In order to be able to prove that aspirin is the cause of the improvement in health, an experiment needs to be conducted where conditions are controlled between those taking aspirin and those not taking it. Such an experiment might be designed as follows, restricted to men, for example, since the effects are suspected to be different for men and women. Suppose we take a large group of men in the age group 60- 70 years of age that have no history of chronic disease. We divide them into two groups so that the groups are “balanced” in terms of known factors such as age, social class, and so on (we don’t want one group to have older men than the other).
So how was it determined that smoking causes lung cancer? Was there an experiment where there were two groups of people, one told to smoke and the other not? This might be possible for mice in a laboratory (i.e., exposing one group to smoke, the other not) but certainly not for people! The certainty that smoking caused cancer was the result of a very many observational studies that consistently showed that cancer was associated with smoking. There was eventually so much evidence from observational studies that it was finally recognized that smoking was the cause – if you are interested in this historic decision, there is an excellent article online (http://tobaccocontrol.bmj.com/ content/21/2/87).
Almost all of statistical research is based on observational studies, and only in special cases are experiments conducted. An area where experimentation is of crucial importance is in pharmaceutical research.

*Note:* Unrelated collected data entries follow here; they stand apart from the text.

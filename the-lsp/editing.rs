use indexmap::IndexMap;
use serde::Deserialize;
use serde_json::{
  Value,
  json,
};
use thiserror::Error;
use tracing::debug;

use crate::position::{
  LspRange,
  RangePayload,
};

#[derive(Debug, Clone, PartialEq, Eq)]
pub struct LspTextEdit {
  pub range:    LspRange,
  pub new_text: String,
}

/// A text edit as decoded from a code action, tagged with the snippet
/// template the server attached to it through the action's `data`.
#[derive(Debug, Clone, PartialEq, Eq)]
pub enum CandidateEdit {
  Plain(LspTextEdit),
  Templated {
    edit:     LspTextEdit,
    template: String,
  },
}

impl CandidateEdit {
  pub fn edit(&self) -> &LspTextEdit {
    match self {
      Self::Plain(edit) | Self::Templated { edit, .. } => edit,
    }
  }

  pub fn template(&self) -> Option<&str> {
    match self {
      Self::Plain(_) => None,
      Self::Templated { template, .. } => Some(template.as_str()),
    }
  }
}

#[derive(Debug, Clone, PartialEq, Eq)]
pub struct LspDocumentEdit {
  pub uri:     String,
  pub version: Option<i32>,
  pub edits:   Vec<CandidateEdit>,
}

#[derive(Debug, Clone, Default, PartialEq, Eq)]
pub struct LspWorkspaceEdit {
  pub documents: Vec<LspDocumentEdit>,
}

#[derive(Debug, Clone, PartialEq)]
pub struct LspCommand {
  pub title:     String,
  pub command:   String,
  pub arguments: Option<Vec<Value>>,
}

#[derive(Debug, Clone, PartialEq)]
pub struct LspCodeAction {
  pub title:        String,
  pub kind:         Option<String>,
  pub edit:         Option<LspWorkspaceEdit>,
  pub command:      Option<LspCommand>,
  pub is_preferred: bool,
}

#[derive(Debug, Clone, PartialEq)]
pub enum LspCodeActionOrCommand {
  Command(LspCommand),
  CodeAction(LspCodeAction),
}

#[derive(Debug, Error)]
pub enum EditingParseError {
  #[error("invalid lsp editing result shape")]
  InvalidShape,
  #[error("failed to decode lsp editing payload: {0}")]
  Decode(#[from] serde_json::Error),
}

pub fn code_action_params(
  uri: &str,
  range: LspRange,
  diagnostics: Value,
  only: Option<Vec<String>>,
) -> Value {
  let mut value = json!({
    "textDocument": { "uri": uri },
    "range": range.as_json(),
    "context": {
      "diagnostics": diagnostics,
    },
  });
  if let Some(only) = only
    && let Some(context) = value.get_mut("context").and_then(Value::as_object_mut)
  {
    context.insert("only".into(), json!(only));
  }
  value
}

pub fn parse_code_actions_response(
  result: Option<&Value>,
) -> Result<Vec<LspCodeActionOrCommand>, EditingParseError> {
  let Some(result) = result else {
    return Ok(Vec::new());
  };
  if result.is_null() {
    return Ok(Vec::new());
  }
  if !result.is_array() {
    return Err(EditingParseError::InvalidShape);
  }

  let payload: Vec<CodeActionOrCommandPayload> = serde_json::from_value(result.clone())?;
  Ok(
    payload
      .into_iter()
      .map(CodeActionOrCommandPayload::into_item)
      .collect(),
  )
}

/// Edits grouped per document, in the order documents first appear.
struct DocumentGroups<'a> {
  snippets: &'a SnippetDataPayload,
  groups:   IndexMap<String, LspDocumentEdit>,
}

impl<'a> DocumentGroups<'a> {
  fn new(snippets: &'a SnippetDataPayload) -> Self {
    Self {
      snippets,
      groups: IndexMap::new(),
    }
  }

  fn extend(&mut self, uri: String, version: Option<i32>, edits: Vec<TextEditPayload>) {
    let group = self
      .groups
      .entry(uri)
      .or_insert_with_key(|uri| {
        LspDocumentEdit {
          uri:     uri.clone(),
          version: None,
          edits:   Vec::new(),
        }
      });
    group.version = group.version.or(version);
    group.edits.extend(
      edits
        .into_iter()
        .map(|edit| self.snippets.attach(edit.into_text_edit())),
    );
  }

  fn finish(self) -> LspWorkspaceEdit {
    LspWorkspaceEdit {
      documents: self.groups.into_values().collect(),
    }
  }
}

fn workspace_edit_from_payload(
  payload: WorkspaceEditPayload,
  snippets: &SnippetDataPayload,
) -> LspWorkspaceEdit {
  let mut groups = DocumentGroups::new(snippets);
  for (uri, edits) in payload.changes {
    groups.extend(uri, None, edits);
  }
  for change in payload.document_changes {
    match change {
      DocumentChangePayload::Edit(edit) => {
        groups.extend(edit.text_document.uri, edit.text_document.version, edit.edits);
      },
      DocumentChangePayload::Resource(operation) => {
        debug!(kind = %operation.kind, uri = ?operation.uri, "skipping resource operation");
      },
    }
  }
  groups.finish()
}

/// Side-channel snippet templates carried in a code action's `data`.
#[derive(Debug, Default)]
struct SnippetDataPayload {
  snippet:  Option<String>,
  snippets: IndexMap<String, String>,
}

impl SnippetDataPayload {
  /// Each field is read on its own; a malformed `snippets` entry does not
  /// hide the action-wide `snippet`.
  fn from_data(data: Option<Value>) -> Self {
    let data = match data {
      None | Some(Value::Null) => return Self::default(),
      Some(Value::Object(data)) => data,
      Some(other) => {
        debug!(data = %other, "code action data carries no snippet templates");
        return Self::default();
      },
    };

    let snippet = match data.get("snippet") {
      None | Some(Value::Null) => None,
      Some(Value::String(template)) => Some(template.clone()),
      Some(other) => {
        debug!(snippet = %other, "ignoring non-string snippet template");
        None
      },
    };

    let mut snippets = IndexMap::new();
    match data.get("snippets") {
      None | Some(Value::Null) => {},
      Some(Value::Object(entries)) => {
        for (new_text, template) in entries {
          match template.as_str() {
            Some(template) => {
              snippets.insert(new_text.clone(), template.to_owned());
            },
            None => debug!(%new_text, "ignoring non-string keyed snippet template"),
          }
        }
      },
      Some(other) => debug!(snippets = %other, "ignoring malformed keyed snippet templates"),
    }

    Self { snippet, snippets }
  }

  /// Templates are keyed by the edit's replacement text, falling back to the
  /// action-wide template. An empty template means no template.
  fn template_for(&self, new_text: &str) -> Option<&str> {
    self
      .snippets
      .get(new_text)
      .or(self.snippet.as_ref())
      .map(String::as_str)
      .filter(|template| !template.is_empty())
  }

  fn attach(&self, edit: LspTextEdit) -> CandidateEdit {
    match self.template_for(&edit.new_text) {
      Some(template) => {
        CandidateEdit::Templated {
          template: template.to_owned(),
          edit,
        }
      },
      None => CandidateEdit::Plain(edit),
    }
  }
}

/// Commands are tried first: a code action's `command` is an object, never
/// a string.
#[derive(Debug, Deserialize)]
#[serde(untagged)]
enum CodeActionOrCommandPayload {
  Command(CommandPayload),
  CodeAction(CodeActionPayload),
}

impl CodeActionOrCommandPayload {
  fn into_item(self) -> LspCodeActionOrCommand {
    match self {
      Self::Command(command) => LspCodeActionOrCommand::Command(command.into()),
      Self::CodeAction(action) => LspCodeActionOrCommand::CodeAction(action.into_code_action()),
    }
  }
}

#[derive(Debug, Deserialize)]
#[serde(rename_all = "camelCase")]
struct CodeActionPayload {
  title:        String,
  kind:         Option<String>,
  edit:         Option<WorkspaceEditPayload>,
  command:      Option<CommandPayload>,
  #[serde(default)]
  is_preferred: bool,
  data:         Option<Value>,
}

impl CodeActionPayload {
  fn into_code_action(self) -> LspCodeAction {
    let snippets = SnippetDataPayload::from_data(self.data);
    LspCodeAction {
      title:        self.title,
      kind:         self.kind,
      edit:         self
        .edit
        .map(|edit| workspace_edit_from_payload(edit, &snippets))
        .filter(|edit| !edit.documents.is_empty()),
      command:      self.command.map(LspCommand::from),
      is_preferred: self.is_preferred,
    }
  }
}

#[derive(Debug, Deserialize)]
struct CommandPayload {
  title:     String,
  command:   String,
  arguments: Option<Vec<Value>>,
}

impl From<CommandPayload> for LspCommand {
  fn from(payload: CommandPayload) -> Self {
    Self {
      title:     payload.title,
      command:   payload.command,
      arguments: payload.arguments,
    }
  }
}

#[derive(Debug, Deserialize)]
#[serde(rename_all = "camelCase")]
struct WorkspaceEditPayload {
  #[serde(default)]
  changes:          IndexMap<String, Vec<TextEditPayload>>,
  #[serde(default)]
  document_changes: Vec<DocumentChangePayload>,
}

/// A `documentChanges` entry. Resource operations (create, rename, delete)
/// are told apart by their `kind`.
#[derive(Debug, Deserialize)]
#[serde(untagged)]
enum DocumentChangePayload {
  Edit(TextDocumentEditPayload),
  Resource(ResourceOperationPayload),
}

#[derive(Debug, Deserialize)]
#[serde(rename_all = "camelCase")]
struct TextDocumentEditPayload {
  text_document: TextDocumentPayload,
  edits:         Vec<TextEditPayload>,
}

#[derive(Debug, Deserialize)]
struct TextDocumentPayload {
  uri:     String,
  version: Option<i32>,
}

#[derive(Debug, Deserialize)]
struct ResourceOperationPayload {
  kind: String,
  uri:  Option<String>,
}

/// Also decodes annotated edits; `annotationId` is ignored.
#[derive(Debug, Deserialize)]
#[serde(rename_all = "camelCase")]
struct TextEditPayload {
  range:    RangePayload,
  new_text: String,
}

impl TextEditPayload {
  fn into_text_edit(self) -> LspTextEdit {
    LspTextEdit {
      range:    self.range.into_range(),
      new_text: self.new_text,
    }
  }
}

Another popular area for experimentation is in economics, where people are divided into groups, given some money (real or fake) and confronted with different decisions to make in different scenarios (these are the treatments). Comparing the way, the groups act leads to understanding the psychological aspects of economic behaviour. This area of economics, known as game theory, has led to many Nobel prizes, the most well-known being that of John Nash, which was made into the film A Beautiful Mind (2001).
The Era of Data Science and “Big Data”
The word Statistics is considered by some people, especially businessmen, as a bit old-fashioned, and sometimes even difficult to pronounce! But don’t be fooled: Analytics is a fancy word for Statistics.

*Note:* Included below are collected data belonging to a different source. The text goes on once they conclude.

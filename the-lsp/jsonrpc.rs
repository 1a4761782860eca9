//! JSON-RPC 2.0 envelope for one `textDocument/codeAction` round trip.

use serde::{
  Deserialize,
  Serialize,
};
use serde_json::Value;
use thiserror::Error;
use tracing::debug;

pub const CODE_ACTION_METHOD: &str = "textDocument/codeAction";

#[derive(Debug, Clone, PartialEq, Eq, Hash, Serialize, Deserialize)]
#[serde(untagged)]
pub enum RequestId {
  Number(u64),
  String(String),
  Null,
}

#[derive(Debug, Clone, PartialEq, Serialize)]
pub struct Request {
  jsonrpc:    &'static str,
  pub id:     RequestId,
  pub method: String,
  pub params: Value,
}

impl Request {
  pub fn code_action(id: u64, params: Value) -> Self {
    Self {
      jsonrpc: "2.0",
      id: RequestId::Number(id),
      method: CODE_ACTION_METHOD.into(),
      params,
    }
  }
}

#[derive(Debug, Clone, PartialEq, Deserialize, Error)]
#[error("language server error {code}: {message}")]
pub struct ServerError {
  pub code:    i64,
  pub message: String,
  #[serde(default)]
  pub data:    Option<Value>,
}

#[derive(Debug, Error)]
pub enum ReplyError {
  #[error(transparent)]
  Server(#[from] ServerError),
  #[error("expected a response, got a `{0}` message")]
  NotAResponse(String),
  #[error("malformed json-rpc response: {0}")]
  Decode(#[from] serde_json::Error),
}

#[derive(Debug, Deserialize)]
struct ResponsePayload {
  id:     RequestId,
  #[serde(default)]
  result: Option<Value>,
  #[serde(default)]
  error:  Option<ServerError>,
}

/// Result carried by a server reply.
///
/// Objects are decoded as a response envelope. Anything else is taken to be
/// a bare result, as recorded from a client log.
pub fn reply_result(value: Value) -> Result<Option<Value>, ReplyError> {
  let Some(object) = value.as_object() else {
    return Ok(Some(value));
  };
  if let Some(method) = object.get("method").and_then(Value::as_str) {
    return Err(ReplyError::NotAResponse(method.to_owned()));
  }

  let response: ResponsePayload = serde_json::from_value(value)?;
  debug!(id = ?response.id, failed = response.error.is_some(), "decoded reply");
  match response.error {
    Some(error) => Err(error.into()),
    None => Ok(response.result),
  }
}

When it comes to Data Science, however, the term does have some different meaning. Data Science is a field that includes Statistics as well as areas such as Computer Science, Database Management and Data Visualization, for example, and has come into being mainly as a result of the spectacular growth in the amount of available data in this new information world that we live in. The need has been recognized for someone who not only has statistical skills, but also advanced programming skills and knowledge about handling huge data sets, the so-called “Big Data” of today.
What are the “big data” sets today and where do they come from? These are mostly found in the following areas:
- Commerce, especially online electronic commerce
- Finance, for example share prices on stock markets, all managed electronically
- Insurance, all the premiums, incidents, actuarial transactions in an insurance company
- Biomedicine, especially in genetics, where information is literally exploding as genesequencing reveals and codes the total genetic profile of a person
- Transport, for example in the airline industry, all the flights, all the passengers
- Climate data, measurements from tens of thousands of weather stations across the world
To take one example, that of purchasing a product online from a major company such as Amazon. Once you are in this system, your information and purchasing behaviour is included in a complex statistical system (often referred to as “the algorithm”) to recommend to you other products that you are probably interested in.
We are living in such a world today, where big data are being stored and processed and analysed, and all of this mostly relies on Statistics to provide the answers. Statistics is a very interesting subject!